Monday, August 13, 2018

There Will Never Be An Age of Artificial Intimacy?


NYTimes | Years ago I spoke with a 16-year-old girl who was considering the idea of having a computer companion in the future, and she described the upside to me. It’s not that the robot she’d imagined, a vastly more sophisticated Siri, was so inspiring. It’s that she’d already found people to be so disappointing. And now, for the first time, she explained me, people have options. Back then I thought her comments seemed prescient. Now I find them timely.

“There are people who have tried to make friends, but stumbled so badly that they’ve given up,” she said. “So when they hear this idea of robots as companions, well … it’s not like a robot has the mind to walk away or leave you or anything like that.”

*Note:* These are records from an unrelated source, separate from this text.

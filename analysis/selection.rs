//! Best-subset search over candidate price predictors.
//!
//! Every subset is scored from one centered, column-scaled Gram matrix of the
//! full candidate design: for column set `S`, `RSS = Syy - c_S' G_SS^-1 c_S`.
//! Per subset size the minimum-RSS subset is kept, and the sizes are then
//! ranked by adjusted R², Mallows' Cp and BIC.

use crate::design::{DesignError, DesignLayout, Term};
use crate::features::DerivedSale;
use crate::linalg::{forward_substitute, principal_cholesky};
use indicatif::{ProgressBar, ProgressDrawTarget, ProgressStyle};
use itertools::Itertools;
use ndarray::{Array1, Array2, Axis};
use rayon::prelude::*;
use serde::{Deserialize, Serialize};
use std::io::IsTerminal;
use thiserror::Error;

const PIVOT_TOLERANCE: f64 = 1e-10;
/// Hard ceiling for bit-mask enumeration regardless of configuration.
const MAX_ENUMERABLE_TERMS: usize = 30;

#[derive(Error, Debug)]
pub enum SelectionError {
    #[error(transparent)]
    Design(#[from] DesignError),
    #[error("No candidate predictors were supplied.")]
    NoCandidates,
    #[error("No subset of the candidate predictors gives an estimable model.")]
    NoEstimableSubset,
    #[error(
        "Selection criteria disagree: adjusted R² picks [{}], Cp picks [{}], BIC picks [{}]. Set regression.resolution or regression.manual_terms to choose.",
        term_list(.adjusted_r2),
        term_list(.cp),
        term_list(.bic)
    )]
    Ambiguous {
        adjusted_r2: Vec<Term>,
        cp: Vec<Term>,
        bic: Vec<Term>,
    },
}

fn term_list(terms: &[Term]) -> String {
    terms.iter().join(", ")
}

#[derive(Debug, Clone, Copy, Default, PartialEq, Eq, Serialize, Deserialize)]
#[serde(rename_all = "kebab-case")]
pub enum SearchStrategy {
    #[default]
    Exhaustive,
    Forward,
}

/// How a disagreement between the three criteria is handled.
#[derive(Debug, Clone, Copy, Default, PartialEq, Eq, Serialize, Deserialize)]
#[serde(rename_all = "kebab-case")]
pub enum Resolution {
    /// Disagreement is an error.
    #[default]
    RequireAgreement,
    AdjustedR2,
    Cp,
    Bic,
}

/// Best subset of one size with its criteria.
#[derive(Debug, Clone, PartialEq, Serialize)]
pub struct SubsetScore {
    pub terms: Vec<Term>,
    /// Design columns, intercept included.
    pub n_columns: usize,
    pub rss: f64,
    pub adjusted_r2: f64,
    pub cp: f64,
    pub bic: f64,
}

#[derive(Debug, Clone)]
pub struct SubsetSearch {
    pub strategy: SearchStrategy,
    pub candidates: Vec<Term>,
    /// One entry per estimable subset size, in increasing size.
    pub per_size: Vec<SubsetScore>,
    pub best_adjusted_r2: usize,
    pub best_cp: usize,
    pub best_bic: usize,
}

#[derive(Debug, Clone, PartialEq)]
pub enum SelectionOutcome {
    Agreed(Vec<Term>),
    Disagreed {
        adjusted_r2: Vec<Term>,
        cp: Vec<Term>,
        bic: Vec<Term>,
    },
}

impl SubsetSearch {
    pub fn outcome(&self) -> SelectionOutcome {
        let (a, c, b) = (self.best_adjusted_r2, self.best_cp, self.best_bic);
        if a == c && c == b {
            SelectionOutcome::Agreed(self.per_size[a].terms.clone())
        } else {
            SelectionOutcome::Disagreed {
                adjusted_r2: self.per_size[a].terms.clone(),
                cp: self.per_size[c].terms.clone(),
                bic: self.per_size[b].terms.clone(),
            }
        }
    }

    /// Applies the configured policy to the three criteria's choices.
    pub fn resolve(&self, resolution: Resolution) -> Result<Vec<Term>, SelectionError> {
        let pick = |index: usize| self.per_size[index].terms.clone();
        match resolution {
            Resolution::AdjustedR2 => Ok(pick(self.best_adjusted_r2)),
            Resolution::Cp => Ok(pick(self.best_cp)),
            Resolution::Bic => Ok(pick(self.best_bic)),
            Resolution::RequireAgreement => match self.outcome() {
                SelectionOutcome::Agreed(terms) => Ok(terms),
                SelectionOutcome::Disagreed {
                    adjusted_r2,
                    cp,
                    bic,
                } => Err(SelectionError::Ambiguous {
                    adjusted_r2,
                    cp,
                    bic,
                }),
            },
        }
    }
}

/// Centered and scaled sufficient statistics of the full candidate design.
struct GramSystem {
    gram: Array2<f64>,
    cross: Array1<f64>,
    syy: f64,
    /// Design columns (intercept excluded) of every candidate term.
    term_columns: Vec<Vec<usize>>,
    /// Columns with zero variance can never enter an estimable subset.
    constant: Vec<bool>,
}

impl GramSystem {
    fn new(terms: &[Term], sales: &[DerivedSale]) -> Result<Self, SelectionError> {
        let layout = DesignLayout::new(terms, sales)?;
        let x = layout.matrix(sales)?;
        let x = x.slice(ndarray::s![.., 1..]).to_owned();
        let y: Array1<f64> = sales.iter().map(|s| s.price).collect();

        let n = x.nrows() as f64;
        let means = x.sum_axis(Axis(0)) / n;
        let mut centered = &x - &means.view().insert_axis(Axis(0));
        let mut constant = Vec::with_capacity(centered.ncols());
        for mut col in centered.axis_iter_mut(Axis(1)) {
            let norm = col.dot(&col).sqrt();
            constant.push(!(norm > 0.0));
            if norm > 0.0 {
                col /= norm;
            }
        }
        let y_mean = y.sum() / n;
        let yc = &y - y_mean;

        let term_columns = terms
            .iter()
            .map(|&t| layout.columns_of(t).into_iter().map(|j| j - 1).collect())
            .collect();

        Ok(Self {
            gram: centered.t().dot(&centered),
            cross: centered.t().dot(&yc),
            syy: yc.dot(&yc),
            term_columns,
            constant,
        })
    }

    fn columns_for_mask(&self, mask: usize) -> Vec<usize> {
        self.term_columns
            .iter()
            .enumerate()
            .filter(|(t, _)| mask & (1 << t) != 0)
            .flat_map(|(_, cols)| cols.iter().copied())
            .collect()
    }

    fn columns_for_terms(&self, term_indices: &[usize]) -> Vec<usize> {
        term_indices
            .iter()
            .flat_map(|&t| self.term_columns[t].iter().copied())
            .collect()
    }

    /// Residual sum of squares of the intercept plus `columns`, `None` if the
    /// subset is rank deficient.
    fn rss(&self, columns: &[usize]) -> Option<f64> {
        let p = columns.len();
        if p == 0 {
            return Some(self.syy);
        }
        if columns.iter().any(|&j| self.constant[j]) {
            return None;
        }
        let l = principal_cholesky(&self.gram, columns, PIVOT_TOLERANCE).ok()?;
        // With L z = c, the explained sum of squares is z'z.
        let cross: Vec<f64> = columns.iter().map(|&j| self.cross[j]).collect();
        let z = forward_substitute(&l, &cross);
        let explained = z.dot(&z);
        Some((self.syy - explained).max(0.0))
    }
}

#[derive(Debug, Clone, Copy)]
struct Best {
    rss: f64,
    mask: usize,
}

impl Best {
    fn better_than(&self, other: &Option<Best>) -> bool {
        match other {
            None => true,
            Some(o) => self.rss < o.rss || (self.rss == o.rss && self.mask < o.mask),
        }
    }
}

fn merge(mut a: Vec<Option<Best>>, b: Vec<Option<Best>>) -> Vec<Option<Best>> {
    for (slot, candidate) in a.iter_mut().zip(b) {
        if let Some(c) = candidate {
            if c.better_than(slot) {
                *slot = Some(c);
            }
        }
    }
    a
}

fn create_progress_bar(len: u64) -> ProgressBar {
    let draw_target = if std::io::stderr().is_terminal() {
        ProgressDrawTarget::stderr_with_hz(20)
    } else {
        ProgressDrawTarget::hidden()
    };
    let pb = ProgressBar::with_draw_target(Some(len), draw_target);
    if let Ok(style) = ProgressStyle::with_template(
        "> [{elapsed_precise}] [{bar:40.cyan/blue}] {pos}/{len} subsets ({eta})",
    ) {
        pb.set_style(style.progress_chars("█▉▊▋▌▍▎▏  "));
    }
    pb
}

fn exhaustive(system: &GramSystem, m: usize, n_obs: usize) -> Vec<Option<Best>> {
    let total = (1usize << m) - 1;
    let pb = create_progress_bar(total as u64);
    let best = (1usize..=total)
        .into_par_iter()
        .fold(
            || vec![None; m + 1],
            |mut best: Vec<Option<Best>>, mask| {
                let columns = system.columns_for_mask(mask);
                if columns.len() + 1 < n_obs {
                    if let Some(rss) = system.rss(&columns) {
                        let size = mask.count_ones() as usize;
                        let candidate = Best { rss, mask };
                        if candidate.better_than(&best[size]) {
                            best[size] = Some(candidate);
                        }
                    }
                }
                pb.inc(1);
                best
            },
        )
        .reduce(|| vec![None; m + 1], merge);
    pb.finish_and_clear();
    best
}

fn forward(system: &GramSystem, m: usize, n_obs: usize) -> Vec<Option<Best>> {
    let mut best = vec![None; m + 1];
    let mut selected: Vec<usize> = Vec::new();
    for size in 1..=m {
        let step = (0..m)
            .filter(|t| !selected.contains(t))
            .filter_map(|t| {
                let mut trial = selected.clone();
                trial.push(t);
                let columns = system.columns_for_terms(&trial);
                if columns.len() + 1 >= n_obs {
                    return None;
                }
                system.rss(&columns).map(|rss| (t, rss))
            })
            .min_by(|a, b| a.1.total_cmp(&b.1).then(a.0.cmp(&b.0)));
        let Some((term, rss)) = step else {
            break;
        };
        selected.push(term);
        log::debug!("Forward step {size}: added term #{term}, RSS = {rss:.6e}");
        let mask = selected.iter().fold(0usize, |acc, &t| acc | (1 << t));
        best[size] = Some(Best { rss, mask });
    }
    best
}

/// Runs the best-subset search. `Exhaustive` falls back to forward stepwise
/// selection when there are more than `max_exhaustive_terms` candidates.
pub fn best_subsets(
    candidates: &[Term],
    sales: &[DerivedSale],
    strategy: SearchStrategy,
    max_exhaustive_terms: usize,
) -> Result<SubsetSearch, SelectionError> {
    if candidates.is_empty() {
        return Err(SelectionError::NoCandidates);
    }
    let m = candidates.len();
    let strategy = if strategy == SearchStrategy::Exhaustive
        && m > max_exhaustive_terms.min(MAX_ENUMERABLE_TERMS)
    {
        log::warn!(
            "{m} candidate terms exceed the exhaustive limit of {max_exhaustive_terms}; using forward selection"
        );
        SearchStrategy::Forward
    } else {
        strategy
    };

    let system = GramSystem::new(candidates, sales)?;
    let n_obs = sales.len();
    log::info!(
        "Best-subset search ({strategy:?}) over {m} terms and {} design columns on {n_obs} sales",
        system.cross.len()
    );
    let best = match strategy {
        SearchStrategy::Exhaustive => exhaustive(&system, m, n_obs),
        SearchStrategy::Forward => forward(&system, m, n_obs),
    };

    let n = n_obs as f64;
    let all_columns = system.columns_for_mask((1usize << m) - 1);
    let (full_rss, full_k) = match system.rss(&all_columns) {
        Some(rss) if all_columns.len() + 1 < n_obs => (rss, all_columns.len() + 1),
        _ => {
            // Fall back to the largest estimable subset.
            let largest = best
                .iter()
                .rev()
                .flatten()
                .next()
                .ok_or(SelectionError::NoEstimableSubset)?;
            (largest.rss, system.columns_for_mask(largest.mask).len() + 1)
        }
    };
    let sigma2_full = full_rss / (n - full_k as f64);

    let per_size: Vec<SubsetScore> = best
        .iter()
        .flatten()
        .map(|b| {
            let k = system.columns_for_mask(b.mask).len() + 1;
            let kf = k as f64;
            SubsetScore {
                terms: (0..m)
                    .filter(|t| b.mask & (1 << t) != 0)
                    .map(|t| candidates[t])
                    .collect(),
                n_columns: k,
                rss: b.rss,
                adjusted_r2: 1.0 - (b.rss / (n - kf)) / (system.syy / (n - 1.0)),
                cp: b.rss / sigma2_full - n + 2.0 * kf,
                bic: n * (b.rss / n).ln() + kf * n.ln(),
            }
        })
        .collect();
    if per_size.is_empty() {
        return Err(SelectionError::NoEstimableSubset);
    }

    let argbest = |key: &dyn Fn(&SubsetScore) -> f64| {
        per_size
            .iter()
            .enumerate()
            .min_by(|a, b| key(a.1).total_cmp(&key(b.1)).then(a.0.cmp(&b.0)))
            .map(|(i, _)| i)
            .unwrap_or(0)
    };
    let best_adjusted_r2 = argbest(&|s: &SubsetScore| -s.adjusted_r2);
    let best_cp = argbest(&|s: &SubsetScore| s.cp);
    let best_bic = argbest(&|s: &SubsetScore| s.bic);

    Ok(SubsetSearch {
        strategy,
        candidates: candidates.to_vec(),
        per_size,
        best_adjusted_r2,
        best_cp,
        best_bic,
    })
}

This girl had grown up in the time of Siri, a conversational object presented as an empathy machine — a thing that could understand her. And so it seemed natural to her that other machines would expand the range of conversation. But there is something she may have been too young to understand — or, like a lot of us — prone to forget when we talk to machines. These robots can perform empathy in a conversation about your friend, your mother, your child or your lover, but they have no experience of any of these relationships. Machines have not known the arc of a human life. They feel nothing of the human loss or love we describe to them. Their conversations about life occupy the realm of the as-if. 

Yet through our interactions with these machines, we seem to ignore this fact; we act as though the emotional ties we form with them will be reciprocal, and real, as though there is a right kind of emotional tie that can be formed with objects that have no emotions at all.